Defense responses observed in root vascular tissues of resistant pea accessions after inoculation with Fop race 2. Black arrows indicate fungus. (A) Cross-section of the resistant accession JI1412 at 7 dpi stained with TBO showing carbohydrate accumulation (dark purple staining indicated by Black arrowheads) between vascular cells and entering infected xylem cells (red circle) to trap fungal cells (Black arrows).
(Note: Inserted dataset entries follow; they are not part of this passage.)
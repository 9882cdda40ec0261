use std::array::from_fn;

use rand::rngs::StdRng;
use rand::{Rng, SeedableRng};
use tracing::{debug, info};

use crate::action::{Action, Seat};
use crate::bot::Bot;
use crate::bots::ScriptedBot;
use crate::card::{Card, Color, HAND_SIZE, Rank, shuffled_deck};
use crate::error::{GameError, InvalidAction};
use crate::pile::draw_cards;
use crate::rules::{is_playable, same_rank};
use crate::state::{GameStatus, SeatPublicState, SessionView, TurnPhase};
use crate::turn::{Direction, HUMAN_SEAT, SEAT_COUNT, next_seat};

const DEFAULT_SEED: u64 = 0x0DD5_EED5_0DD5_EED5;

/// Configuration required to bootstrap a session.
#[derive(Clone, Copy, Debug)]
pub struct SessionConfig {
    pub seed: u64,
    /// Identifies the game a session belongs to; pending opponent activations
    /// from an older generation are discarded.
    pub generation: u64,
}

impl Default for SessionConfig {
    fn default() -> Self {
        Self {
            seed: DEFAULT_SEED,
            generation: 0,
        }
    }
}

/// Builder that enables deterministic deck injection for testing.
pub struct SessionBuilder {
    config: SessionConfig,
    deck: Option<Vec<Card>>,
}

impl SessionBuilder {
    pub fn new() -> Self {
        Self {
            config: SessionConfig::default(),
            deck: None,
        }
    }

    pub fn with_seed(mut self, seed: u64) -> Self {
        self.config.seed = seed;
        self
    }

    pub fn with_generation(mut self, generation: u64) -> Self {
        self.config.generation = generation;
        self
    }

    /// Use `deck` as-is instead of a shuffled one. The last element is the top:
    /// seats 0..3 each take seven cards off the top, then the starter flips.
    pub fn with_deck(mut self, deck: Vec<Card>) -> Self {
        self.deck = Some(deck);
        self
    }

    pub fn build(self) -> Result<Session, GameError> {
        Session::from_builder(self)
    }
}

impl Default for SessionBuilder {
    fn default() -> Self {
        Self::new()
    }
}

/// Immutable snapshot of one four-seat game.
///
/// Every accepted request produces a new `Session`; the receiver is never
/// modified. The session owns its random generator, so a snapshot plus a
/// request always yields the same successor.
#[derive(Clone, Debug)]
pub struct Session {
    generation: u64,
    turn: u64,
    draw_pile: Vec<Card>,
    discard: Vec<Card>,
    hands: [Vec<Card>; SEAT_COUNT],
    active_color: Color,
    current_seat: Seat,
    direction: Direction,
    status: GameStatus,
    pending_color_choice: bool,
    rng: StdRng,
}
#![allow(dead_code)]

use unotable::card::HAND_SIZE;
use unotable::{Card, CardId, Color, GameError, Rank, Session, SessionBuilder};

/// Cards that never match the colors and ranks used in the scenarios.
const FILLER_COLOR: Color = Color::Yellow;
const FILLER_RANK: Rank = Rank::Number(8);

pub fn card(id: u32, color: Color, rank: Rank) -> Card {
    Card::colored(CardId(id), color, rank).expect("colored rank")
}

pub fn wild(id: u32, draw_four: bool) -> Card {
    Card::wild(CardId(id), draw_four)
}

/// Pads `cards` to a full hand with filler, ids starting at `id_base`.
pub fn hand(cards: Vec<Card>, id_base: u32) -> Vec<Card> {
    let mut hand = cards;
    let mut next = id_base;
    while hand.len() < HAND_SIZE {
        hand.push(card(next, FILLER_COLOR, FILLER_RANK));
        next += 1;
    }
    hand
}

pub fn filler(count: usize, id_base: u32) -> Vec<Card> {
    (0..count as u32)
        .map(|offset| card(id_base + offset, FILLER_COLOR, FILLER_RANK))
        .collect()
}

/// Stacks a deck so seats receive exactly `hands` (in order), `starter` flips
/// first and `draw_pile` remains, its last element on top.
pub fn build_deck(hands: [Vec<Card>; 4], starter: Card, draw_pile: Vec<Card>) -> Vec<Card> {
    let mut deck = draw_pile;
    deck.push(starter);
    for hand in hands.iter().rev() {
        assert_eq!(hand.len(), HAND_SIZE, "each hand must hold seven cards");
        deck.extend(hand.iter().rev().copied());
    }
    deck
}

pub fn session_with(
    hands: [Vec<Card>; 4],
    starter: Card,
    draw_pile: Vec<Card>,
) -> Result<Session, GameError> {
    SessionBuilder::new()
        .with_seed(42)
        .with_deck(build_deck(hands, starter, draw_pile))
        .build()
}

/// Seat 0 holds `human`; every other seat holds filler only.
pub fn human_scenario(
    human: Vec<Card>,
    starter: Card,
    draw_pile: usize,
) -> Result<Session, GameError> {
    session_with(
        [
            hand(human, 100),
            hand(Vec::new(), 200),
            hand(Vec::new(), 300),
            hand(Vec::new(), 400),
        ],
        starter,
        filler(draw_pile, 500),
    )
}

pub fn total_cards(session: &Session) -> usize {
    let hands: usize = (0..4)
        .map(|seat| session.hand(seat).map(<[Card]>::len).unwrap_or(0))
        .sum();
    hands + session.discard_pile().len() + session.draw_pile_count()
}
The turquoise blue coloration accumulating within and between completely plugged vascular cells (Green arrowheads) corresponds to polyphenols and the clear purple staining (Red arrowheads) to other filling substances. (B) Cross-section of the resistant accession P633 at 7 dpi stained with AGS showing accumulation of polyphenols (red staining indicated by Green arrowheads), carbohydrates (green staining indicated by Black arrowheads) and other filling substances (dark red staining indicated by Red arrowheads) within and between vascular cells. (C) Cross-section of the resistant P42 roots at 7 dpi stained with AGS showing accumulation of polyphenols (red staining indicated by Green arrowheads) and carbohydrates (green staining indicated by Black arrowheads) and other filling substances (dark red staining indicated by Red arrowheads) within and between vascular cells. (D) The same as (C) observed under epi-fluorescence showing the fluorescent emission of polyphenols (Green arrowheads). Black arrowheads indicate carbohydrates and Red arrowheads indicate other non-fluorescent filling substances. (E) TBO-stained cross-section of the resistant accession JI1412 roots at 7 dpi showing the cell wall strengthening of xylem cells (+). Asterisk indicates a normal vessel as a reference. Note also the accumulation of phenolics between xylem parenchyma cells and in the lumen of some xylem cells (turquoise green staining, Green arrowheads) and accumulation of other filling substance in some of these xylem cells (clear purple staining, Red arrowheads). (F) TBO-stained longitudinal section of the resistant accession JI1412 at 7 dpi showing the filling of a xylem vessel by carbohydrates originating from intercellular vascular cells progressively plugging the xylem vessel (Black arrowheads). Bar = 25 μm.

FIGURE 6

Relevance of tissue and resistance responses in the defense strategy of pea against F. oxysporum. Data compare the frequency of overall resistance responses at each root tissue (A) and frequency of each defense reaction (B) between pea accessions with different levels of resistance to F. oxysporum. Vertical bars are standard errors for n = 10. Different letters indicate significant differences at p < 0.05 according to Tukey’s range test.

FIGURE 7

Multivariate analysis of pea genotypes. Scatterplot of canonical variate analysis scores of components 1 and 2 based on the frequency of resistance responses observed at epidermis/exodermis (A) and lignification (B).